Quote from: Ingwar on Jun 16, 2017, 06:24:13 PM
Quote from: Kane's other son on Jun 16, 2017, 06:19:42 PM
The chinese market is bigger now than it was back in 2012. Covenant will end up with $50-60 million.

I hope. It's got a good start but Prometheus was 3D and it wasn't butchered by censorship as Covenant. Besides Transformers will slaughter all next week.



QuoteAnd here we are, yet again, with a somewhat disappointing genre offering hoping against hope that China will pull them out of the fire. Ridley Scott's Alien: Covenant opened with a pretty decent $11.2 million yesterday, including online ticketing fees and including $750,000 from midnight previews. The 20th Century Fox release, which cost a fiscally reasonable $97m (Prometheus cost $130m in 2012), sputtered out pretty quickly in North America, earning $36m over its debut weekend and just $72m as it enters its fifth weekend with a likely under-$1m Fri-Sun frame. That's lower than what the original Alien made ($78m) way back in 1979.

The picture has done a little better overseas, with (including yesterday's China launch) $122 million thus far for a current $194m worldwide total not including whatever it made overseas between Monday and Thursday. So, yeah, it's probably over $200m worldwide and may be at around $215-$220m by Sunday. It won't come anywhere near the $405m earned by Prometheus five years ago. An over/under $250m worldwide cume for an R-rated horror movie is nothing to snark at, even if Fox was arguably hoping for something better. This is a longer conversation for another day, but I still maintain that Prometheus: Covenant (or just Covenant) would have been a better sell.

Alien is a franchise that has been around but hasn't been a huge deal since Aliens in 1986. Sure, it's still the biggest horror franchise of all time with $1.454 billion worldwide over eight movies (yes, counting the Alien vs. Predator films), but this isn't a great result and I imagine some hard questions will be asked about where the franchise goes next, or if it goes anywhere at all. I say this a lot, but it is entirely okay to allow one of these old-school franchises to die a natural death just because the time has come.
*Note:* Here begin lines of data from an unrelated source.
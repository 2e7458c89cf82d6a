//! PostgreSQL-backed `MovieRepository` implementation using Diesel ORM.

use async_trait::async_trait;
use diesel::prelude::*;
use diesel_async::RunQueryDsl;
use tracing::debug;

use crate::domain::ports::{MovieRepository, MovieRepositoryError, MovieRow};
use crate::domain::{MovieId, MovieInput};

use super::models::{MovieChanges, MovieRecord, NewMovieRecord};
use super::pool::{DbPool, PoolError};
use super::schema::movies;

/// Diesel-backed implementation of the `MovieRepository` port.
#[derive(Clone)]
pub struct DieselMovieRepository {
    pool: DbPool,
}

impl DieselMovieRepository {
    /// Create a new repository with the given connection pool.
    pub fn new(pool: DbPool) -> Self {
        Self { pool }
    }
}

fn map_pool_error(error: PoolError) -> MovieRepositoryError {
    match error {
        PoolError::Checkout { message } | PoolError::Build { message } => {
            MovieRepositoryError::connection(message)
        }
    }
}

fn map_diesel_error(error: diesel::result::Error) -> MovieRepositoryError {
    use diesel::result::{DatabaseErrorKind, Error as DieselError};

    match &error {
        DieselError::DatabaseError(kind, info) => {
            debug!(?kind, message = info.message(), "diesel operation failed");
        }
        _ => debug!(error = %error, "diesel operation failed"),
    }

    match error {
        DieselError::DatabaseError(DatabaseErrorKind::ClosedConnection, _) => {
            MovieRepositoryError::connection("database connection error")
        }
        DieselError::QueryBuilderError(_) => MovieRepositoryError::query("database query error"),
        _ => MovieRepositoryError::query("database error"),
    }
}

/// Database key for `id`, or `None` when no row could carry it.
fn db_id(id: MovieId) -> Option<i64> {
    i64::try_from(id.get()).ok()
}

fn record_to_row(record: MovieRecord) -> Result<MovieRow, MovieRepositoryError> {
    let id = u64::try_from(record.id)
        .map_err(|_| MovieRepositoryError::query(format!("negative movie id {}", record.id)))?;
    let version = u32::try_from(record.version).map_err(|_| {
        MovieRepositoryError::query(format!("negative version for movie {}", record.id))
    })?;

    Ok(MovieRow {
        id: MovieId::new(id),
        created_at: record.created_at,
        title: record.title,
        year: record.year,
        runtime_minutes: record.runtime_minutes,
        genres: record.genres,
        version,
    })
}

#[async_trait]
impl MovieRepository for DieselMovieRepository {
    async fn create_movie(&self, fields: &MovieInput) -> Result<MovieRow, MovieRepositoryError> {
        let mut conn = self.pool.get().await.map_err(map_pool_error)?;

        let new_record = NewMovieRecord {
            title: &fields.title,
            year: fields.year,
            runtime_minutes: fields.runtime_minutes,
            genres: fields.genres(),
        };

        let record: MovieRecord = diesel::insert_into(movies::table)
            .values(&new_record)
            .returning(MovieRecord::as_returning())
            .get_result(&mut conn)
            .await
            .map_err(map_diesel_error)?;

        record_to_row(record)
    }

    async fn get_movie(&self, id: MovieId) -> Result<MovieRow, MovieRepositoryError> {
        let Some(key) = db_id(id) else {
            return Err(MovieRepositoryError::not_found(id));
        };
        let mut conn = self.pool.get().await.map_err(map_pool_error)?;

        let record: Option<MovieRecord> = movies::table
            .find(key)
            .select(MovieRecord::as_select())
            .first(&mut conn)
            .await
            .optional()
            .map_err(map_diesel_error)?;

        record
            .ok_or_else(|| MovieRepositoryError::not_found(id))
            .and_then(record_to_row)
    }

    async fn list_movies(&self) -> Result<Vec<MovieRow>, MovieRepositoryError> {
        let mut conn = self.pool.get().await.map_err(map_pool_error)?;

        let records: Vec<MovieRecord> = movies::table
            .select(MovieRecord::as_select())
            .order(movies::id.asc())
            .load(&mut conn)
            .await
            .map_err(map_diesel_error)?;

        records.into_iter().map(record_to_row).collect()
    }

    async fn update_movie(
        &self,
        id: MovieId,
        fields: &MovieInput,
    ) -> Result<MovieRow, MovieRepositoryError> {
        let Some(key) = db_id(id) else {
            return Err(MovieRepositoryError::not_found(id));
        };
        let mut conn = self.pool.get().await.map_err(map_pool_error)?;

        let changes = MovieChanges {
            title: &fields.title,
            year: fields.year,
            runtime_minutes: fields.runtime_minutes,
            genres: fields.genres(),
        };

        let record: Option<MovieRecord> = diesel::update(movies::table.find(key))
            .set((&changes, movies::version.eq(movies::version + 1)))
            .returning(MovieRecord::as_returning())
            .get_result(&mut conn)
            .await
            .optional()
            .map_err(map_diesel_error)?;

        record
            .ok_or_else(|| MovieRepositoryError::not_found(id))
            .and_then(record_to_row)
    }
}

#[cfg(test)]
mod tests {
    //! Regression coverage for this module.
    use super::*;
    use chrono::Utc;
    use rstest::{fixture, rstest};

    #[fixture]
    fn record() -> MovieRecord {
        MovieRecord {
            id: 7,
            created_at: Utc::now(),
            title: "Casablanca".into(),
            year: 1942,
            runtime_minutes: 102,
            genres: vec!["drama".into(), "romance".into()],
            version: 3,
        }
    }

    #[rstest]
    fn pool_error_maps_to_connection_error() {
        let repo_err = map_pool_error(PoolError::checkout("connection refused"));

        assert!(matches!(repo_err, MovieRepositoryError::Connection { .. }));
        assert!(repo_err.to_string().contains("connection refused"));
    }

    #[rstest]
    fn diesel_errors_map_to_query_errors() {
        let repo_err = map_diesel_error(diesel::result::Error::RollbackTransaction);
        assert!(matches!(repo_err, MovieRepositoryError::Query { .. }));
    }

    #[rstest]
    fn record_converts_to_port_row(record: MovieRecord) {
        let row = record_to_row(record).expect("valid record");

        assert_eq!(row.id, MovieId::new(7));
        assert_eq!(row.version, 3);
        assert_eq!(row.genres, vec!["drama", "romance"]);
    }

    #[rstest]
    fn negative_ids_are_rejected(record: MovieRecord) {
        let result = record_to_row(MovieRecord { id: -1, ..record });
        assert!(matches!(result, Err(MovieRepositoryError::Query { .. })));
    }

    #[rstest]
    #[case(0, Some(0))]
    #[case(i64::MAX as u64, Some(i64::MAX))]
    #[case(u64::MAX, None)]
    fn ids_beyond_bigint_have_no_key(#[case] raw: u64, #[case] expected: Option<i64>) {
        assert_eq!(db_id(MovieId::new(raw)), expected);
    }
}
But I digress.

We're probably looking at a $30 million opening weekend in China. There aren't a ton of options for Chinese horror fans, which partially explains why Resident Evil: The Final Chapter and The Mummy relatively broke out. But the film is heavily edited, with much of the violence/gore removed, and audiences aren't thrilled about that. At this juncture, a $60m total would be a gift, especially with Transformers: The Last Knight set to make $60m in its first minute in China (slight exaggeration) next week. Alien: Covenant is not a flop, but it's not really a hit either.

https://www.forbes.com/sites/scottmendelson/2017/06/16/china-box-office-alien-covenant-nabs-11m-friday-tom-cruises-the-mummy-drops-85/#2ed92842764d

Well then, I guess we're stuck with what's effectively a "Shrodinger's-edition" origin story. Perhaps for the best. The debate will continue and the franchise still maintains (somewhat of) a semblance of the original's genre-defining mysteriousness...

Ingwar

It still might do $40-50. Maybe even $60. Fingers crossed.

Denton Smalls

It would be ironic if the version of the latest Alien movie that makes the most money is the version where it's not an Alien movie.  :P

Ulm

Ulm

#1079
I guess the Chinese don't mind Katherine Waterston's hairstyle?